At Largo Argentina, Tibor stopped the cars and motorini for Malory to ford the rush hour traffic and then raced ahead down a narrow vicolo to the massive door of the Palazzo Caetani on the Via delle Botteghe Oscure. Caetani, Palazzo Caetani — Malory knew the name. When the vicar mentioned something about an inheritance, Malory’s inheritance, he’d named property in Rome. A villa, or was it a palazzo? It couldn’t possibly be something this cold and massive, with an entryway ten, twenty, maybe thirty feet high, the name Caetani etched in testamentary capitals above the door. But the name Caetani, Palazzo Caetani troubled Malory’s memory as he hefted Louiza around the side of the building and followed Tibor down a narrow slalom of Cinquecentos and Citroens. He knew the name.
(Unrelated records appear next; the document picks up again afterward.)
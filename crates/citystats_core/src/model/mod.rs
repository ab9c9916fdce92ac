//! Domain model for city population records.
//!
//! # Responsibility
//! - Define the canonical record every report reads.
//!
//! # Invariants
//! - Records are immutable once parsed.
//! - `population` always comes from a successful integer parse.

pub mod city;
“Malory?” It was Louiza struggling to say something against his chest.
“Yes?” Malory said, pausing halfway down the alley, where a drainpipe bled a green stain of neglect on the side of the palazzo. “Tibor, wait!” he called, and crunched his ear down towards Louiza’s mouth. “What is it, Louiza?”
“Biscuit,” Louiza said.
“Biscuit?” Malory leaned in closer, wondering what he had heard.
“Biscuit,” Louiza repeated. But before Malory could ask whether she was really hungry and he should stop at a café on the way to the hospital and was this really wise, Louiza screamed and writhed in another contraction. Malory held onto her as she opened and closed and squirmed and changed shape and form like — which one of the Greek water gods was it, Malory tried to remember, in which one of the Greek myths?
And in his own struggle to remember, another memory shot its way to the surface of Malory’s sweating brain. Biscuit. Biscuit tin. Antonella’s biscuit tin. Caetani. Palazzo Caetani and Antonella’s biscuit tin and the small black-and-white television set in the Maths Faculty on Selwyn Road and the voice of Anna Ford.
“Aldo Moro.” But now it was the voice of Tibor, who had run back from the bottom of the alley and stood with Malory. “This was where they found him. Like I said, there’s a war going on.”
Malory remembered the TV footage he’d watched with the sobbing Antonella — the crowd in the alley, the Palazzo Caetani, of course. And the cherry Renault 4, boot open, the assassinated Prime Minister curled up in his own fetal drama.